The main objective of the exhibition «Menys rares» (Less rare) is to promote public awareness of rare diseases and disseminate the effort made by different research groups. The University of Barcelona (UB) participates in the exhibition organised by the Catalan Association for Science Communication (ACCC) and sponsored by the Centre for Biomedical Network Research on Rare Diseases (CIBERER) and the National Centre for Genome Analysis (CNAG), based in the Parc Científic de Barcelona. The exhibition can be visited at Sagrada Família Library in Barcelona (480, Carrer Provença) from 11 to 24 April

Most rare diseases are genetic in origin; thus, biomedical research is crucial for the development of new therapies and treatments.
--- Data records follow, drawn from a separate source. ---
// crates/domain/src/table.rs
//! Linear-probing hash table from arena-owned keys to occurrence counters.
//!
//! Table sizes are always prime. Probing starts at `hash % size` and walks
//! backward, wrapping from slot 0 to slot `size - 1`. A new key that would
//! push `used` past `floor(size * 3 / 4)` first doubles the table (rounded up
//! to the next prime) and re-places every entry.

use std::{io, rc::Rc};

use log::debug;
use word_count_ports::{
    hashing::KeyHasher,
    key_store::KeyStore,
    stats::{NoStats, StatsSink},
};
use word_count_shared_kernel::{KeyRef, Occurrences, Result, overflow, verify};

use crate::{hash::Fnv1Hasher, prime::next_prime};

/// Size requested when the caller asks for zero.
pub const DEFAULT_REQUEST: usize = 512;

// load factor 3/4, Knuth TAOCP vol. 3, 6.4
const LOAD_NUM: usize = 3;
const LOAD_DEN: usize = 4;

const GROWTH_FACTOR: usize = 2;

/// An occupied slot.
#[derive(Debug, Clone, Copy, PartialEq, Eq)]
pub struct Entry {
    pub key: KeyRef,
    pub count: Occurrences,
}

/// Outcome of [`HashTable::insert`].
#[derive(Debug, Clone, Copy, PartialEq, Eq)]
pub struct Insertion {
    /// `false` when an equal key was already present.
    pub created: bool,
    pub slot: usize,
}

enum Probe {
    Found(usize),
    Vacant(usize),
}

pub struct HashTable<H = Fnv1Hasher> {
    slots: Vec<Option<Entry>>,
    used: usize,
    max_load: usize,
    hasher: H,
    observer: Rc<dyn StatsSink>,
}

impl HashTable<Fnv1Hasher> {
    /// Table of at least `requested` slots hashing with FNV-1.
    ///
    /// # Errors
    ///
    /// Fails only on size arithmetic violations.
    pub fn new(requested: usize) -> Result<Self> {
        Self::with_hasher(requested, Fnv1Hasher)
    }
}

impl<H: KeyHasher> HashTable<H> {
    /// # Errors
    ///
    /// Fails when `requested` is beyond the prime ceiling.
    pub fn with_hasher(requested: usize, hasher: H) -> Result<Self> {
        let requested = if requested == 0 { DEFAULT_REQUEST } else { requested };
        let size = next_prime(requested)?;
        let max_load = max_load_for(size)?;

        Ok(Self {
            slots: vec![None; size],
            used: 0,
            max_load,
            hasher,
            observer: Rc::new(NoStats),
        })
    }

    pub fn with_observer(mut self, observer: Rc<dyn StatsSink>) -> Self {
        observer.on_create(self.capacity());
        self.observer = observer;
        self
    }

    /// Occupied slots.
    pub fn len(&self) -> usize {
        self.used
    }

    pub fn is_empty(&self) -> bool {
        self.used == 0
    }

    /// Total slots; always prime.
    pub fn capacity(&self) -> usize {
        self.slots.len()
    }

    /// Largest `len()` reachable without a rehash.
    pub fn max_load(&self) -> usize {
        self.max_load
    }

    pub fn hasher(&self) -> &H {
        &self.hasher
    }

    pub fn entry(&self, slot: usize) -> Option<&Entry> {
        self.slots.get(slot).and_then(Option::as_ref)
    }

    /// Occupied slots in storage order.
    pub fn entries(&self) -> impl Iterator<Item = &Entry> {
        self.slots.iter().flatten()
    }

    /// Inserts `key` with a zero counter unless an equal key is present, in
    /// which case the existing slot is returned untouched.
    ///
    /// `key` must be non-empty and resolvable through `store`.
    ///
    /// # Errors
    ///
    /// Fails on size arithmetic violations while growing.
    pub fn insert<S: KeyStore + ?Sized>(&mut self, key: KeyRef, store: &S) -> Result<Insertion> {
        debug_assert!(!key.is_empty());
        let bytes = store.resolve(key);
        let hash = self.hasher.hash32(bytes);

        let (probe, probes) = self.probe(bytes, hash, store);
        let mut slot = match probe {
            Probe::Found(slot) => {
                self.observer.on_insert(false, probes);
                return Ok(Insertion {
                    created: false,
                    slot,
                });
            }
            Probe::Vacant(slot) => slot,
        };

        debug_assert!(self.max_load < self.capacity());
        if self.used >= self.max_load {
            // used < old size < new size, so a vacant slot exists afterwards
            self.rehash(store)?;
            slot = vacant_slot(&self.slots, hash);
        }

        self.slots[slot] = Some(Entry {
            key,
            count: Occurrences::zero(),
        });
        self.used = self.used.checked_add(1).ok_or_else(|| overflow!("used + 1"))?;
        verify!(self.used < self.capacity());

        self.observer.on_insert(true, probes);
        Ok(Insertion {
            created: true,
            slot,
        })
    }

    /// Slot holding a key byte-equal to `key`, if any.
    pub fn lookup<S: KeyStore + ?Sized>(&self, key: &[u8], store: &S) -> Option<usize> {
        debug_assert!(!key.is_empty());
        let hash = self.hasher.hash32(key);
        let (probe, probes) = self.probe(key, hash, store);
        match probe {
            Probe::Found(slot) => {
                self.observer.on_lookup(true, probes);
                Some(slot)
            }
            Probe::Vacant(_) => {
                self.observer.on_lookup(false, probes);
                None
            }
        }
    }

    /// Bumps the counter at `slot`.
    ///
    /// # Errors
    ///
    /// Fails when the slot is empty or the counter would overflow.
    pub fn increment(&mut self, slot: usize) -> Result<Occurrences> {
        let entry = self.slots.get_mut(slot).and_then(Option::as_mut);
        let Some(entry) = entry else {
            return Err(word_count_shared_kernel::invariant_violation!(
                "increment of empty slot {slot}"
            )
            .into());
        };
        entry.count = entry
            .count
            .checked_increment()
            .ok_or_else(|| overflow!("occurrence counter + 1"))?;
        Ok(entry.count)
    }

    /// Grows the table to the next prime at or above twice its size and
    /// re-places every entry. Keys and counters are moved as-is.
    ///
    /// # Errors
    ///
    /// Fails when the new size overflows or does not strictly grow.
    pub fn rehash<S: KeyStore + ?Sized>(&mut self, store: &S) -> Result<()> {
        let old_size = self.capacity();
        let doubled = old_size
            .checked_mul(GROWTH_FACTOR)
            .ok_or_else(|| overflow!("table size * 2"))?;
        verify!(doubled > old_size);
        let new_size = next_prime(doubled)?;
        verify!(new_size > old_size);

        let mut slots = vec![None; new_size];
        for entry in self.slots.iter().flatten() {
            let hash = self.hasher.hash32(store.resolve(entry.key));
            let slot = vacant_slot(&slots, hash);
            slots[slot] = Some(*entry);
        }

        self.slots = slots;
        self.max_load = max_load_for(new_size)?;

        debug!("rehashed dictionary table: {old_size} -> {new_size} slots ({} used)", self.used);
        self.observer.on_rehash(old_size, new_size);
        Ok(())
    }

    /// Writes `count\tword` for every entry with a nonzero counter, in
    /// storage order.
    ///
    /// # Errors
    ///
    /// Propagates write failures.
    pub fn print<S, W>(&self, store: &S, out: &mut W) -> io::Result<()>
    where
        S: KeyStore + ?Sized,
        W: io::Write + ?Sized,
    {
        for entry in self.entries().filter(|e| !e.count.is_zero()) {
            write!(out, "{}\t", entry.count)?;
            out.write_all(store.resolve(entry.key))?;
            out.write_all(b"\n")?;
        }
        Ok(())
    }

    fn probe<S: KeyStore + ?Sized>(&self, key: &[u8], hash: u32, store: &S) -> (Probe, usize) {
        let size = self.capacity();
        let mut slot = start_slot(hash, size);
        let mut probes = 1;

        // terminates: used < size leaves at least one vacant slot
        while let Some(entry) = &self.slots[slot] {
            if entry.key.len() == key.len() && store.resolve(entry.key) == key {
                return (Probe::Found(slot), probes);
            }
            slot = previous_slot(slot, size);
            probes += 1;
        }
        (Probe::Vacant(slot), probes)
    }
}

impl<H> std::fmt::Debug for HashTable<H> {
    fn fmt(&self, f: &mut std::fmt::Formatter<'_>) -> std::fmt::Result {
        f.debug_struct("HashTable")
            .field("size", &self.slots.len())
            .field("used", &self.used)
            .field("max_load", &self.max_load)
            .finish_non_exhaustive()
    }
}

#[inline]
fn start_slot(hash: u32, size: usize) -> usize {
    hash as usize % size
}

#[inline]
fn previous_slot(slot: usize, size: usize) -> usize {
    if slot == 0 { size - 1 } else { slot - 1 }
}

fn vacant_slot(slots: &[Option<Entry>], hash: u32) -> usize {
    let size = slots.len();
    let mut slot = start_slot(hash, size);
    while slots[slot].is_some() {
        slot = previous_slot(slot, size);
    }
    slot
}

fn max_load_for(size: usize) -> Result<usize> {
    let scaled = size
        .checked_mul(LOAD_NUM)
        .ok_or_else(|| overflow!("table size * 3"))?;
    let max_load = scaled / LOAD_DEN;
    verify!(max_load < size);
    verify!(max_load > 0);
    Ok(max_load)
}

#[cfg(test)]
mod tests {
    use std::cell::Cell;

    use word_count_shared_kernel::ChunkId;

    use super::*;

    /// Every key in its own chunk at offset 0.
    #[derive(Default)]
    struct VecStore(Vec<Vec<u8>>);

    impl VecStore {
        fn add(&mut self, word: &[u8]) -> KeyRef {
            let id = ChunkId::new(u32::try_from(self.0.len()).unwrap());
            self.0.push(word.to_vec());
            KeyRef::try_new(id, 0, word.len()).unwrap()
        }
    }

    impl KeyStore for VecStore {
        fn resolve(&self, key: KeyRef) -> &[u8] {
            &self.0[key.chunk.index()][key.range()]
        }
    }

    /// Sends every key to the same start bucket.
    struct ConstHasher(u32);

    impl KeyHasher for ConstHasher {
        fn name(&self) -> &'static str {
            "const"
        }

        fn hash32(&self, _key: &[u8]) -> u32 {
            self.0
        }
    }

    #[derive(Default)]
    struct RehashCounter {
        rehashes: Cell<usize>,
        size: Cell<usize>,
    }

    impl StatsSink for RehashCounter {
        fn on_create(&self, size: usize) {
            self.size.set(size);
        }

        fn on_rehash(&self, _old: usize, new: usize) {
            self.rehashes.set(self.rehashes.get() + 1);
            self.size.set(new);
        }
    }

    #[test]
    fn new_table_is_prime_sized_and_empty() {
        let table = HashTable::new(1024).unwrap();
        assert_eq!(table.capacity(), 1031);
        assert_eq!(table.max_load(), 1031 * 3 / 4);
        assert!(table.is_empty());

        let table = HashTable::new(0).unwrap();
        assert_eq!(table.capacity(), 521);
    }

    #[test]
    fn duplicate_insert_keeps_first_slot_and_counter() {
        let mut store = VecStore::default();
        let mut table = HashTable::new(16).unwrap();

        let first = store.add(b"apple");
        let ins = table.insert(first, &store).unwrap();
        assert!(ins.created);
        table.increment(ins.slot).unwrap();

        let second = store.add(b"apple");
        let dup = table.insert(second, &store).unwrap();
        assert!(!dup.created);
        assert_eq!(dup.slot, ins.slot);
        assert_eq!(table.entry(dup.slot).unwrap().key, first);
        assert_eq!(table.entry(dup.slot).unwrap().count, Occurrences::new(1));
        assert_eq!(table.len(), 1);
    }

    #[test]
    fn collisions_probe_backward_and_wrap() {
        let mut store = VecStore::default();
        let mut table = HashTable::with_hasher(7, ConstHasher(1)).unwrap();

        let slots: Vec<usize> = [&b"a"[..], b"b", b"c"]
            .iter()
            .map(|w| {
                let key = store.add(w);
                table.insert(key, &store).unwrap().slot
            })
            .collect();
        // start at 1, then 0, then wrap to 6
        assert_eq!(slots, vec![1, 0, 6]);

        for (word, slot) in [&b"a"[..], b"b", b"c"].iter().zip(&slots) {
            assert_eq!(table.lookup(word, &store), Some(*slot));
        }
        assert_eq!(table.lookup(b"d", &store), None);
    }

    #[test]
    fn growth_triggers_only_past_max_load() {
        let mut store = VecStore::default();
        let counter = Rc::new(RehashCounter::default());
        let mut table = HashTable::new(7).unwrap().with_observer(counter.clone());
        assert_eq!(table.max_load(), 5);
        assert_eq!(counter.size.get(), 7);

        for i in 0..5 {
            let key = store.add(format!("w{i}").as_bytes());
            table.insert(key, &store).unwrap();
        }
        assert_eq!(table.capacity(), 7);
        assert_eq!(counter.rehashes.get(), 0);

        let key = store.add(b"w5");
        table.insert(key, &store).unwrap();
        assert_eq!(table.capacity(), 17);
        assert_eq!(table.len(), 6);
        assert_eq!(counter.rehashes.get(), 1);
        assert_eq!(counter.size.get(), 17);
    }

    #[test]
    fn duplicate_at_max_load_does_not_grow() {
        let mut store = VecStore::default();
        let mut table = HashTable::new(7).unwrap();
        for i in 0..5 {
            let key = store.add(format!("w{i}").as_bytes());
            table.insert(key, &store).unwrap();
        }
        let dup = store.add(b"w0");
        assert!(!table.insert(dup, &store).unwrap().created);
        assert_eq!(table.capacity(), 7);
    }

    #[test]
    fn increment_of_empty_slot_is_internal_error() {
        let mut table = HashTable::new(7).unwrap();
        assert!(table.increment(3).unwrap_err().is_internal());
        assert!(table.increment(100).unwrap_err().is_internal());
    }

    #[test]
    fn increment_overflow_is_internal_error() {
        let mut store = VecStore::default();
        let mut table = HashTable::new(7).unwrap();
        let key = store.add(b"x");
        let slot = table.insert(key, &store).unwrap().slot;
        table.slots[slot].as_mut().unwrap().count = Occurrences::new(u32::MAX);
        assert!(table.increment(slot).unwrap_err().is_internal());
    }

    #[test]
    fn print_skips_zero_counters() {
        let mut store = VecStore::default();
        let mut table = HashTable::new(7).unwrap();
        let seen = store.add(b"seen");
        let unseen = store.add(b"unseen");
        let slot = table.insert(seen, &store).unwrap().slot;
        table.insert(unseen, &store).unwrap();
        table.increment(slot).unwrap();
        table.increment(slot).unwrap();

        let mut out = Vec::new();
        table.print(&store, &mut out).unwrap();
        assert_eq!(out, b"2\tseen\n");
    }
}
Professor Bru Cormand, head of the Research Group on Neurogenetics at the Department of Genetics, member of the Institute of Biomedicine of the UB (IBUB) and exhibition collaborator, affirms: “Autism, for example, has a complex genetic basis that includes mutations related to other neurological disorders”.
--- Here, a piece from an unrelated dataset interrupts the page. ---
// crates/shared-kernel/src/value_objects/mod.rs
pub mod counts;
pub mod key_ref;

pub use counts::{Occurrences, WordTotal};
pub use key_ref::{ChunkId, KeyRef};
Virgínia Nunes, lecturer of the Department of Physiological Sciences II and researcher at the Bellvitge Biomedical Research Institute (IDIBELL), explains that “Wolfram syndrome is quite uncommon, but thanks to patient registration, research can go further”. And Ivo Gut, from de National Centre for Genome Analysis (CNAG), headquartered at the Barcelona Science Park, emphasizes that “massive sequencing has revolutionized the research on rare diseases”.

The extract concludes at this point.